> [TASK DESCRIPTION]
Scan the entries below for the word "impl" and copy every line where it turns up.

(Stored data)
──────
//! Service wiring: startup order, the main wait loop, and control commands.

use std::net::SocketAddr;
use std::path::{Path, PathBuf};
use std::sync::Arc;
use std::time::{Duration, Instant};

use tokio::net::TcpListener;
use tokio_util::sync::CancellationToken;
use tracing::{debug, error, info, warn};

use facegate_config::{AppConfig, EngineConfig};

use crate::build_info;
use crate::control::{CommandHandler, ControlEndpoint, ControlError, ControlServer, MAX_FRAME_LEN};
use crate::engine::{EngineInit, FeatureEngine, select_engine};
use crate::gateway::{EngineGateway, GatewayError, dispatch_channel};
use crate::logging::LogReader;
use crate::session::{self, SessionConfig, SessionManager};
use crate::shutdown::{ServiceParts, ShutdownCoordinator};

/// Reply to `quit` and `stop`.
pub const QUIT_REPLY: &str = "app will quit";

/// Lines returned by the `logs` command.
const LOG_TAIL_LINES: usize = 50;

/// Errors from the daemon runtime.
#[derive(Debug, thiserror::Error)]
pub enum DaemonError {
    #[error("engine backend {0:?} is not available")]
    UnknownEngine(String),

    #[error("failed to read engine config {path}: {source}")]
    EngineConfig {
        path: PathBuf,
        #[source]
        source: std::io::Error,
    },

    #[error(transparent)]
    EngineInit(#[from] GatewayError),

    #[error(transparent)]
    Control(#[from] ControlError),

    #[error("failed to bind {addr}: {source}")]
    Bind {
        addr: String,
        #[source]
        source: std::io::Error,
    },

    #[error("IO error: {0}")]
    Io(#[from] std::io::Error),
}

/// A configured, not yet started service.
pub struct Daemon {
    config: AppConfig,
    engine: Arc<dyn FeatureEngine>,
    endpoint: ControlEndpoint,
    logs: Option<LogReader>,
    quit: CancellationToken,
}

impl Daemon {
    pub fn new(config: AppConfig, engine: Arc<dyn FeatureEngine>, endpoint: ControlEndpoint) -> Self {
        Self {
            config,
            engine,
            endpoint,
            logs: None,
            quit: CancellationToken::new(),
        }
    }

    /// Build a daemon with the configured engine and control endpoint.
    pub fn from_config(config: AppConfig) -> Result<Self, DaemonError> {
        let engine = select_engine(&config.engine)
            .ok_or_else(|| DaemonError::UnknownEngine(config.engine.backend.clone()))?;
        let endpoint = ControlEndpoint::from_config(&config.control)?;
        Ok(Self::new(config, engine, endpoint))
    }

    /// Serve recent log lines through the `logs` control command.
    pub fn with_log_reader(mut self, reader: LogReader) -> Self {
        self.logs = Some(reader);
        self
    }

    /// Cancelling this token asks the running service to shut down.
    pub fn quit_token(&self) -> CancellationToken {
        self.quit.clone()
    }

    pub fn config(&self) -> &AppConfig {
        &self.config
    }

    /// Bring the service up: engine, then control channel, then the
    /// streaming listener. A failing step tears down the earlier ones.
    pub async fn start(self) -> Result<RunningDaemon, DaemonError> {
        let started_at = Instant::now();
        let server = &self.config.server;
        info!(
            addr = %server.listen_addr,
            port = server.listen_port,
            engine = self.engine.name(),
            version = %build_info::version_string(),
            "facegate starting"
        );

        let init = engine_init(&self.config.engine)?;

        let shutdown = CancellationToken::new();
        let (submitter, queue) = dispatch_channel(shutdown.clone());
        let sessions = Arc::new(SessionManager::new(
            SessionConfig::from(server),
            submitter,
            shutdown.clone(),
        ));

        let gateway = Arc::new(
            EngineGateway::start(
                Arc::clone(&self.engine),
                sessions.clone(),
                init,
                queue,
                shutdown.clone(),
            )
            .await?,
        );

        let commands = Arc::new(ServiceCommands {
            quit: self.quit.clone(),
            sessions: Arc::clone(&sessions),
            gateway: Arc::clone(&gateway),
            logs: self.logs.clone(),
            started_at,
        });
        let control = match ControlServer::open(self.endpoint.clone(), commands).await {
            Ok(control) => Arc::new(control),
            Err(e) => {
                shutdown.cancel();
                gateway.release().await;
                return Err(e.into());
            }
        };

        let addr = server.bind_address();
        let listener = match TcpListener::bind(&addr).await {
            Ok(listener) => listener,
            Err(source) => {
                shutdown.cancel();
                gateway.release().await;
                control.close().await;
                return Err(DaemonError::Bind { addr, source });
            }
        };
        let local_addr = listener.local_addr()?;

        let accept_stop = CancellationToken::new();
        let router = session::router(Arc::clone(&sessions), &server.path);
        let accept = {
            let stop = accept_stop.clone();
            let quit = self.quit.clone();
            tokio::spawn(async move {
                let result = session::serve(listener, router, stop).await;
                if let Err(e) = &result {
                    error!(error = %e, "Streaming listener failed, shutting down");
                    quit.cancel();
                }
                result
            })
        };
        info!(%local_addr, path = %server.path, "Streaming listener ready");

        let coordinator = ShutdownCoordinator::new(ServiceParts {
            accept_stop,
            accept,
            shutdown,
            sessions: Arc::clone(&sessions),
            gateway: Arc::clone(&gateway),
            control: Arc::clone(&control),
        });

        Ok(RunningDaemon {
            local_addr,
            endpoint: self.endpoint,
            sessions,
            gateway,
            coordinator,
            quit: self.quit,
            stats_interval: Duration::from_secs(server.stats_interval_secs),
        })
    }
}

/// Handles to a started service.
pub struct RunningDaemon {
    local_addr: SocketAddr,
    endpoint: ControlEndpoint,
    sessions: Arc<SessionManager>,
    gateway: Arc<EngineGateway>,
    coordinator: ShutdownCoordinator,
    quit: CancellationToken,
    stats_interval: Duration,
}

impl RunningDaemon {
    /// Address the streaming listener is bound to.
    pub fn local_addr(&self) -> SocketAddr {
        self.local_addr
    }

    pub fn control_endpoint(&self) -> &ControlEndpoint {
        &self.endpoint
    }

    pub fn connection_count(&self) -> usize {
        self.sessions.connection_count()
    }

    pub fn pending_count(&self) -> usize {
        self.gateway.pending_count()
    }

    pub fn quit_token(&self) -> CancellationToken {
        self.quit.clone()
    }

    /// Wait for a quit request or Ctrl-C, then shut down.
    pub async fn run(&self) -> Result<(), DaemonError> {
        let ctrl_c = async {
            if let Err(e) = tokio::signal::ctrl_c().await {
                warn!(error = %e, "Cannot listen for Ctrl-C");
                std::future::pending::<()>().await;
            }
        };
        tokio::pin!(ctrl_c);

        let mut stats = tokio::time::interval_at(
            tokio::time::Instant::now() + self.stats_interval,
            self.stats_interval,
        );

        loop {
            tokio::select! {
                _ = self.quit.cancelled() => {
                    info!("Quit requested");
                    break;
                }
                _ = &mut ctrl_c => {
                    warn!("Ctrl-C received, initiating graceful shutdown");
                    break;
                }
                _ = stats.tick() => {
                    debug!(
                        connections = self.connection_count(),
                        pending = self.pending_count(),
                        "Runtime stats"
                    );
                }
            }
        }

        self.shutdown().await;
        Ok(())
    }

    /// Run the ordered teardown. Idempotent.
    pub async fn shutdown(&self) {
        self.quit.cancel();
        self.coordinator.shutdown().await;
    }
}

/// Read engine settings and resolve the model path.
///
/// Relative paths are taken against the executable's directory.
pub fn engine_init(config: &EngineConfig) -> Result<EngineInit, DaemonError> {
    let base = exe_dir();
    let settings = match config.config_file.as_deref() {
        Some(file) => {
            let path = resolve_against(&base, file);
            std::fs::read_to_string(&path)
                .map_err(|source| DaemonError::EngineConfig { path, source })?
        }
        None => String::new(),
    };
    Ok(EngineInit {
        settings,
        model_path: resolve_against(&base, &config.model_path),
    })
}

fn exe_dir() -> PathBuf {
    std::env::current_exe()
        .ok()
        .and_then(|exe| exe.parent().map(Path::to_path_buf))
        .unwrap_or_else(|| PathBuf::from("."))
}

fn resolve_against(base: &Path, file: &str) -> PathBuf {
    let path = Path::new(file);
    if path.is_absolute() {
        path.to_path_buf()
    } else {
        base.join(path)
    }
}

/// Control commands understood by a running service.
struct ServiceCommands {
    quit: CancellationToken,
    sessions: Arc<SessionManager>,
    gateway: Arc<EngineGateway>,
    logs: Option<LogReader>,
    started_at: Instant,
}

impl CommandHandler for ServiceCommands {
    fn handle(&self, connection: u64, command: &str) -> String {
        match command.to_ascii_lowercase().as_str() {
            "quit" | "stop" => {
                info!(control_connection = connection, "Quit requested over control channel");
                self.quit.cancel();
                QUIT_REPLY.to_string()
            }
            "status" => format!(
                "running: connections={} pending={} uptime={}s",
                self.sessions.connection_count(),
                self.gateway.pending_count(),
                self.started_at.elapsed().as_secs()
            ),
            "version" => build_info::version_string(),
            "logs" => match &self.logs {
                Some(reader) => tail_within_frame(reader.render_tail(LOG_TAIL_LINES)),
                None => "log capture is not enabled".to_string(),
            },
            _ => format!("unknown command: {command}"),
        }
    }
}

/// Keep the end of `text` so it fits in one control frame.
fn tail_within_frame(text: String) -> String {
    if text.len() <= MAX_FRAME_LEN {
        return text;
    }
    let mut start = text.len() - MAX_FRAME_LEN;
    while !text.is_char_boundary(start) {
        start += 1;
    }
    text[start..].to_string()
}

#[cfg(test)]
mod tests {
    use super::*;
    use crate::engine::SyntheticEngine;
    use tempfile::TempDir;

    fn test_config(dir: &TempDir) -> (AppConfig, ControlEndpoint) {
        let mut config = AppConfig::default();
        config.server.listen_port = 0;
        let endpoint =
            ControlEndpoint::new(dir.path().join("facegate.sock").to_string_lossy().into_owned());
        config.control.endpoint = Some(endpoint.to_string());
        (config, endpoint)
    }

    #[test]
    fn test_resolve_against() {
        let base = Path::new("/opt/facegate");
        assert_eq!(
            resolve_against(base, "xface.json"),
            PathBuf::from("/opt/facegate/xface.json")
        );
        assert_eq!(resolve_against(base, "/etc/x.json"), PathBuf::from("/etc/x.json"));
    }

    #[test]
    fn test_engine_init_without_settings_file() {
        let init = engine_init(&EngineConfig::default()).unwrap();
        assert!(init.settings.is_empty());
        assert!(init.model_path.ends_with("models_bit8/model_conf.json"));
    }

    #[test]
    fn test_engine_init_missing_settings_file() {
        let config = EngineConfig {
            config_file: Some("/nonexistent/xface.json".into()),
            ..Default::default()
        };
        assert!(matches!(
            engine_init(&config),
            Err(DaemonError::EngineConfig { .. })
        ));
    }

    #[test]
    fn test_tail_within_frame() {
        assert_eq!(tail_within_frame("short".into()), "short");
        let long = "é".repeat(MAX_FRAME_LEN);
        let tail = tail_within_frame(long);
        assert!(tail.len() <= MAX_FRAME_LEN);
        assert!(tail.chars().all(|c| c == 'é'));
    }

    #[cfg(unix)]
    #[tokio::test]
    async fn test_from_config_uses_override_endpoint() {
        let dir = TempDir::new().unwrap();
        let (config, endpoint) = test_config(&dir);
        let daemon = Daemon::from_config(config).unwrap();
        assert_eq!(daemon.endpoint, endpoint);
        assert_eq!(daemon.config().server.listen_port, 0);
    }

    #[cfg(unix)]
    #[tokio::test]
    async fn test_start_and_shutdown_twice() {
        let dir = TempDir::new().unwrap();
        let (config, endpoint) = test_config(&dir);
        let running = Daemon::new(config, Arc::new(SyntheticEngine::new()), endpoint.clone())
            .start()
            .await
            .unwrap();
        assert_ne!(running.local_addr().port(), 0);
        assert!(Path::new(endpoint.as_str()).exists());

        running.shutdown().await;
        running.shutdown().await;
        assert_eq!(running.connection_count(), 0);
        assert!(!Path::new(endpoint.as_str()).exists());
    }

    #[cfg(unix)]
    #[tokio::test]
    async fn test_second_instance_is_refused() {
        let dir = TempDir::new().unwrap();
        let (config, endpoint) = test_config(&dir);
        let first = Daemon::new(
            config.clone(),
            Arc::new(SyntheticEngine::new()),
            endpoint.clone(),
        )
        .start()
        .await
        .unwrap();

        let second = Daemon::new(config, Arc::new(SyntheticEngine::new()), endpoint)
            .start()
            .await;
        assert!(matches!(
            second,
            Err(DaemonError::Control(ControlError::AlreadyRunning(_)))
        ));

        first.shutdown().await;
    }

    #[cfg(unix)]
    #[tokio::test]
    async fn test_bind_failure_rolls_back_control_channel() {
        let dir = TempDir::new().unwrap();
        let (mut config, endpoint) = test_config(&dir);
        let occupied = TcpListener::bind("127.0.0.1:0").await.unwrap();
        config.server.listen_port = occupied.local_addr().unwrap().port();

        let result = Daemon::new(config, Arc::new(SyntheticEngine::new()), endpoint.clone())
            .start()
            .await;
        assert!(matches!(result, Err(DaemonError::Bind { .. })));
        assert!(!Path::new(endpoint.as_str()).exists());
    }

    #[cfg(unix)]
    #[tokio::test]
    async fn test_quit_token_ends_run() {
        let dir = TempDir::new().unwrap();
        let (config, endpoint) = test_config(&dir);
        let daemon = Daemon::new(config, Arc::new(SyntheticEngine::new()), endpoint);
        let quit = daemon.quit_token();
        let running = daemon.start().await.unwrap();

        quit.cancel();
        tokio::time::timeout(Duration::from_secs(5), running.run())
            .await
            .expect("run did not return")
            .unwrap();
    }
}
──────
> [EXERCISE ANSWER]
impl Daemon {
impl RunningDaemon {
impl CommandHandler for ServiceCommands {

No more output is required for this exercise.